„Bei dieser Musik spürt man den direkten Link zu Gott“
Der neue Gürzenich-Kapellmeister und Kölner Generalmusikdirektor François-Xavier Roth im Gespräch mit der Kölner Dommusik
Seit Anfang September ist François-Xavier Roth Gürzenich-Kapellmeister und Generalmusikdirektor in Köln. Bis 2016 hat er außerdem seinen Vertrag als Chefdirigent des SWR-Sinfonieorchesters Baden-Baden und Freiburg verlängert. François-Xavier Roth, 1971 in Paris geboren, begann seine Musikerkarriere als Flötist und studierte dann Dirigieren am Pariser Conservatoire. 2000 gewann er den ersten Preis beim Internationalen Donatella-Flick-Dirigentenwettbewerb. Als Gastdirigent leitet er weltweit führende Orchester, darunter das Ensemble Intercontemporain, das London Symphony Orchestra, das BBC Symphony Orchestra, das Boston Symphony Orchestra, das Royal Concertgebouw Orkest, das Bayerische Staatsorchester, die Bamberger Symphoniker und das NHK Symphony Orchestra. Im Kölner Dom setzt er am 2. Oktober mit dem „großen Domkonzert“ die unter seinem Vorgänger Markus Stenz begründete Kooperation mit der Kölner Dommusik fort.
Herr Roth, Sie sind für Experimentierfreudigkeit und ungewöhnliche Programmgestaltungen bekannt. Nun ist es auffällig, dass Sie nach Köln grundsätzlich viel Musik aus Ihrer Heimat Frankreich mitgebracht haben und damit keinen Zweifel an Ihren Vorlieben und bewussten Akzentuierungen aufkommen lassen. Beim „großen Domkonzert“ werden Sie das Gürzenich-Orchester in Kooperation mit der Kölner Dommusik dirigieren. Auf dem Programm stehen „Les Offrandes oubliées“ von Oliver Messiaen aus dem Jahr 1930, die „Litanies à la Vierge noire“ von Francis Poulenc aus dem Jahr 1936 sowie das Requiem op. 48 von Gabriel Fauré, das als eines der wenigen religiösen Werke des Komponisten gilt. Wie kam es zu dieser Melange?

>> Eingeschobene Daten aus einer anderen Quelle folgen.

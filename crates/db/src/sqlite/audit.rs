//! SQLite-Implementierung der Audit-Senke

use sqlx::Row;

use seance_core::types::{ClientId, SessionId};

use crate::audit::{AuditLog, VerbindungsEvent};
use crate::error::{DbError, DbResult};
use crate::models::{CaptureRecord, VerbindungsRecord};
use crate::sqlite::pool::SqliteDb;

impl AuditLog for SqliteDb {
    async fn verbindung_protokollieren(
        &self,
        zeitpunkt_ms: i64,
        session_id: SessionId,
        client_id: ClientId,
        event: VerbindungsEvent,
    ) -> DbResult<()> {
        sqlx::query(
            "INSERT INTO connections (ts_ms, session_id, client_id, event)
             VALUES (?, ?, ?, ?)",
        )
        .bind(zeitpunkt_ms)
        .bind(session_id.inner())
        .bind(client_id.inner())
        .bind(event.als_str())
        .execute(&self.pool)
        .await?;

        Ok(())
    }

    async fn capture_start_protokollieren(
        &self,
        capture_id: &str,
        session_id: SessionId,
        start_ms: i64,
    ) -> DbResult<()> {
        sqlx::query(
            "INSERT INTO captures (capture_id, session_id, start_ms)
             VALUES (?, ?, ?)",
        )
        .bind(capture_id)
        .bind(session_id.inner())
        .bind(start_ms)
        .execute(&self.pool)
        .await?;

        Ok(())
    }

    async fn capture_ende_protokollieren(&self, capture_id: &str, ende_ms: i64) -> DbResult<()> {
        let ergebnis = sqlx::query("UPDATE captures SET end_ms = ? WHERE capture_id = ?")
            .bind(ende_ms)
            .bind(capture_id)
            .execute(&self.pool)
            .await?;

        if ergebnis.rows_affected() == 0 {
            return Err(DbError::nicht_gefunden(format!(
                "Capture '{capture_id}' ist nicht registriert"
            )));
        }

        Ok(())
    }
}

impl SqliteDb {
    /// Listet alle Verbindungsereignisse einer Session in Eintreffreihenfolge
    pub async fn verbindungen_auflisten(
        &self,
        session_id: SessionId,
    ) -> DbResult<Vec<VerbindungsRecord>> {
        let rows = sqlx::query(
            "SELECT id, ts_ms, session_id, client_id, event
             FROM connections
             WHERE session_id = ?
             ORDER BY id ASC",
        )
        .bind(session_id.inner())
        .fetch_all(&self.pool)
        .await?;

        rows.iter().map(row_zu_verbindung).collect()
    }

    /// Laedt einen Capture-Datensatz anhand seiner ID
    pub async fn capture_laden(&self, capture_id: &str) -> DbResult<Option<CaptureRecord>> {
        let row = sqlx::query(
            "SELECT capture_id, session_id, start_ms, end_ms
             FROM captures
             WHERE capture_id = ?",
        )
        .bind(capture_id)
        .fetch_optional(&self.pool)
        .await?;

        row.as_ref().map(row_zu_capture).transpose()
    }
}

fn row_zu_verbindung(row: &sqlx::sqlite::SqliteRow) -> DbResult<VerbindungsRecord> {
    Ok(VerbindungsRecord {
        id: row.try_get("id")?,
        ts_ms: row.try_get("ts_ms")?,
        session_id: SessionId(row.try_get("session_id")?),
        client_id: ClientId(row.try_get("client_id")?),
        event: row.try_get("event")?,
    })
}

fn row_zu_capture(row: &sqlx::sqlite::SqliteRow) -> DbResult<CaptureRecord> {
    Ok(CaptureRecord {
        capture_id: row.try_get("capture_id")?,
        session_id: SessionId(row.try_get("session_id")?),
        start_ms: row.try_get("start_ms")?,
        end_ms: row.try_get("end_ms")?,
    })
}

Roth: In der Tat stellte sich für mich als erstes die Frage: Was geht für uns als Musiker überhaupt in dieser überwältigenden Kirche? Die Antwort war nicht leicht. Zum einen ist der Kölner Dom ein Raum, in dem Musik sehr gut klingen kann. Zum anderen aber muss man unbedingt alle Parameter dieser eigenwilligen Akustik beachten. Diese besonderen Bedingungen und dann auch mein Neustart als Gürzenich-Kapellmeister und Generalmusikdirektor in Köln führten dazu, dass ich die „touche francaise“ – die französische Taste - drücken wollte. Für mich als Franzose lag nahe, die Werkauswahl auch als eine besondere Geste an mein Publikum zu verstehen. Außerdem muss man wissen, dass ich zur Musik über die Kirchenmusik kam. Mein Vater Daniel war in den 1970er Jahren zunächst Titularorganist an Sacré-Cœur auf dem Montmartre in Paris, später dann an St. Sulpice. Als Kind war ich sehr oft mit dabei, wenn er spielte. Von daher habe ich früh sehr unterschiedliche Musik kennengelernt. Vor allem die geistliche Musik meines Vaters ist mir seit Kindheitstagen sehr vertraut.

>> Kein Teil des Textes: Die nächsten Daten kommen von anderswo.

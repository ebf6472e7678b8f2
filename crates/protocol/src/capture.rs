//! Capture-Codec (Legacy-Binaerformat)
//!
//! Definiert die fixen Record-Layouts der beiden Capture-Stroeme. Externe
//! Auswertungswerkzeuge haengen am exakten Byte-Layout; direkte
//! Byte-Serialisierung, kein serde.
//!
//! ## Record-Formate (little-endian)
//!
//! ```text
//! Positions-Record (56 Bytes, 14 x f32)
//! Index  Beschreibung
//! -----  -----------
//!  0     Nachrichten-Kennung
//!  1     Session-ID
//!  2     Client-ID
//!  3     Entity-ID
//!  4     Entity-Typ
//!  5-12  Transformdaten (Skalierung, Rotation, Position)
//! 13     Sequenznummer (wird beim Kodieren ueberschrieben)
//!
//! Interaktions-Record (28 Bytes, 7 x i32)
//! Index  Beschreibung
//! -----  -----------
//!  0     Nachrichten-Kennung
//!  1     Session-ID
//!  2     Client-ID
//!  3     Quell-Entity
//!  4     Ziel-Entity
//!  5     Interaktionstyp
//!  6     Sequenznummer (wird beim Kodieren ueberschrieben)
//! ```
//!
//! Die Sequenznummer ist die sessionrelative Ereigniszeit
//! (Ereignis-Zeitstempel minus Aufzeichnungsbeginn in Millisekunden).

use bytes::{Bytes, BytesMut};
use std::io;

// ---------------------------------------------------------------------------
// Konstanten
// ---------------------------------------------------------------------------

/// Felder pro Positions-Record
pub const POS_FELDER: usize = 14;
/// Groesse eines Positions-Records in Bytes
pub const POS_RECORD_GROESSE: usize = POS_FELDER * 4;
/// Index des Client-ID-Felds im Positions-Record
pub const POS_CLIENT: usize = 2;
/// Index des Entity-ID-Felds im Positions-Record
pub const POS_ENTITY: usize = 3;
/// Index des Entity-Typ-Felds im Positions-Record
pub const POS_ENTITAETSTYP: usize = 4;
/// Index des Sequenz-Felds im Positions-Record
pub const POS_SEQ: usize = POS_FELDER - 1;

/// Felder pro Interaktions-Record
pub const INT_FELDER: usize = 7;
/// Groesse eines Interaktions-Records in Bytes
pub const INT_RECORD_GROESSE: usize = INT_FELDER * 4;
/// Index des Sequenz-Felds im Interaktions-Record
pub const INT_SEQ: usize = INT_FELDER - 1;

/// Kapazitaet des Positions-Schreibpuffers in Records
pub const POS_PUFFER_RECORDS: usize = 1024;
/// Kapazitaet des Interaktions-Schreibpuffers in Records
pub const INT_PUFFER_RECORDS: usize = 128;

// ---------------------------------------------------------------------------
// Kodieren
// ---------------------------------------------------------------------------

/// Kodiert eine `update`-Liste als Positions-Record
///
/// Das letzte Feld der Eingabe wird verworfen und durch `seq` ersetzt.
/// Gibt `None` zurueck wenn die Aritaet nicht stimmt.
pub fn position_kodieren(felder: &[f64], seq: f32) -> Option<[u8; POS_RECORD_GROESSE]> {
    if felder.len() != POS_FELDER {
        return None;
    }
    let mut record = [0u8; POS_RECORD_GROESSE];
    for (i, feld) in felder.iter().enumerate().take(POS_SEQ) {
        record[i * 4..i * 4 + 4].copy_from_slice(&(*feld as f32).to_le_bytes());
    }
    record[POS_SEQ * 4..].copy_from_slice(&seq.to_le_bytes());
    Some(record)
}

/// Kodiert eine `interact`-Liste als Interaktions-Record
///
/// Das letzte Feld der Eingabe wird verworfen und durch `seq` ersetzt.
/// Gibt `None` zurueck wenn die Aritaet nicht stimmt.
pub fn interaktion_kodieren(felder: &[i64], seq: i32) -> Option<[u8; INT_RECORD_GROESSE]> {
    if felder.len() != INT_FELDER {
        return None;
    }
    let mut record = [0u8; INT_RECORD_GROESSE];
    for (i, feld) in felder.iter().enumerate().take(INT_SEQ) {
        record[i * 4..i * 4 + 4].copy_from_slice(&(*feld as i32).to_le_bytes());
    }
    record[INT_SEQ * 4..].copy_from_slice(&seq.to_le_bytes());
    Some(record)
}

// ---------------------------------------------------------------------------
// Dekodieren
// ---------------------------------------------------------------------------

/// Dekodiert einen vollstaendigen Positions-Strom
///
/// # Fehler
/// - `InvalidData` wenn die Stromlaenge kein Vielfaches der Record-Groesse ist
pub fn positionen_dekodieren(daten: &[u8]) -> io::Result<Vec<[f32; POS_FELDER]>> {
    if daten.len() % POS_RECORD_GROESSE != 0 {
        return Err(io::Error::new(
            io::ErrorKind::InvalidData,
            format!(
                "Positions-Strom beschaedigt: {} Bytes sind kein Vielfaches von {}",
                daten.len(),
                POS_RECORD_GROESSE
            ),
        ));
    }
    let mut records = Vec::with_capacity(daten.len() / POS_RECORD_GROESSE);
    for roh in daten.chunks_exact(POS_RECORD_GROESSE) {
        let mut record = [0f32; POS_FELDER];
        for (i, feld) in record.iter_mut().enumerate() {
            *feld = f32::from_le_bytes([roh[i * 4], roh[i * 4 + 1], roh[i * 4 + 2], roh[i * 4 + 3]]);
        }
        records.push(record);
    }
    Ok(records)
}

/// Dekodiert einen vollstaendigen Interaktions-Strom
///
/// # Fehler
/// - `InvalidData` wenn die Stromlaenge kein Vielfaches der Record-Groesse ist
pub fn interaktionen_dekodieren(daten: &[u8]) -> io::Result<Vec<[i32; INT_FELDER]>> {
    if daten.len() % INT_RECORD_GROESSE != 0 {
        return Err(io::Error::new(
            io::ErrorKind::InvalidData,
            format!(
                "Interaktions-Strom beschaedigt: {} Bytes sind kein Vielfaches von {}",
                daten.len(),
                INT_RECORD_GROESSE
            ),
        ));
    }
    let mut records = Vec::with_capacity(daten.len() / INT_RECORD_GROESSE);
    for roh in daten.chunks_exact(INT_RECORD_GROESSE) {
        let mut record = [0i32; INT_FELDER];
        for (i, feld) in record.iter_mut().enumerate() {
            *feld = i32::from_le_bytes([roh[i * 4], roh[i * 4 + 1], roh[i * 4 + 2], roh[i * 4 + 3]]);
        }
        records.push(record);
    }
    Ok(records)
}

// ---------------------------------------------------------------------------
// SchreibPuffer
// ---------------------------------------------------------------------------

/// Begrenzter Schreibpuffer fuer einen Capture-Strom
///
/// Records sammeln sich im Speicher; erst wenn das naechste Record die
/// Kapazitaet ueberschreiten wuerde, gibt `anhaengen` den gesammelten Inhalt
/// zur Persistierung zurueck und faengt leer wieder an. Ueber
/// Flush-Grenzen hinweg geht kein Record verloren.
#[derive(Debug)]
pub struct SchreibPuffer {
    kapazitaet: usize,
    puffer: BytesMut,
}

impl SchreibPuffer {
    /// Erstellt einen Puffer fuer `record_anzahl` Records der gegebenen Groesse
    pub fn neu(record_groesse: usize, record_anzahl: usize) -> Self {
        let kapazitaet = record_groesse * record_anzahl;
        Self {
            kapazitaet,
            puffer: BytesMut::with_capacity(kapazitaet),
        }
    }

    /// Haengt ein kodiertes Record an
    ///
    /// Gibt `Some(inhalt)` zurueck wenn der bisherige Pufferinhalt wegen
    /// drohendem Ueberlauf rausgeschrieben werden muss; das neue Record
    /// liegt danach bereits im geleerten Puffer.
    pub fn anhaengen(&mut self, record: &[u8]) -> Option<Bytes> {
        let voll = if self.puffer.len() + record.len() > self.kapazitaet && !self.puffer.is_empty()
        {
            Some(self.puffer.split().freeze())
        } else {
            None
        };
        self.puffer.extend_from_slice(record);
        voll
    }

    /// Entnimmt den Restinhalt (None wenn der Puffer leer ist)
    pub fn leeren(&mut self) -> Option<Bytes> {
        if self.puffer.is_empty() {
            None
        } else {
            Some(self.puffer.split().freeze())
        }
    }

    /// Aktuelle Fuellung in Bytes
    pub fn laenge(&self) -> usize {
        self.puffer.len()
    }

    /// Prueft ob der Puffer leer ist
    pub fn ist_leer(&self) -> bool {
        self.puffer.is_empty()
    }
}

// ---------------------------------------------------------------------------
// Tests
// ---------------------------------------------------------------------------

Mit diesen drei – vielleicht bis auf Faurés Requiem - in Deutschland weniger populären Stücke bedienen Sie nicht unbedingt den Geschmack eines breiten Publikums. Werden sich die Kölner an diese Art von Exotik gewöhnen müssen?
Roth: Unabhängig davon, wo ich dirigiere – ob in der Philharmonie, im Dom oder auch in anderen Konzertsälen – geht es mir immer um eine ausgewogene Balance dessen, was als sehr bekannt und als weniger bekannt gilt. Das Requiem von Fauré zählt für mich dabei zu der populäreren Literatur, „Les Offrandes oubliées“ von Messiaen als auf den ersten Blick nicht direkt erkennbare geistliche Musik – und auch allein für Orchester - ist dagegen sicher weniger bekannt. Doch bei jedem Konzert stellt sich die Frage nach der Architektur eines Programms, also wie man die einzelnen Kompositionen zueinander stellt, welche Perspektive man eröffnen und welche Hörerfahrungen man dem Publikum anbieten will. Fauré ist zweifelsohne wunderbare Musik. Messiaen hat als Kirchenmusiker fast ausschließlich spirituelle Musik geschrieben, und Poulenc hat diese wunderbaren „Litanies à la Vierge noire“für Frauenstimmen alleine komponiert. Mit dieser Auswahl setze ich also bewusst Kontrapunkte. Wenn das Fauré-Requiem erst am Ende des Programms steht, hört man es auch nochmals anders, als erklänge es gleich zu Beginn. Es ist folglich eine spannende Erfahrung, eine Komposition in einem jeweils individuellen musikarchitektonischen Kontext zu erleben und sich als Hörer diesem Angebot zu öffnen.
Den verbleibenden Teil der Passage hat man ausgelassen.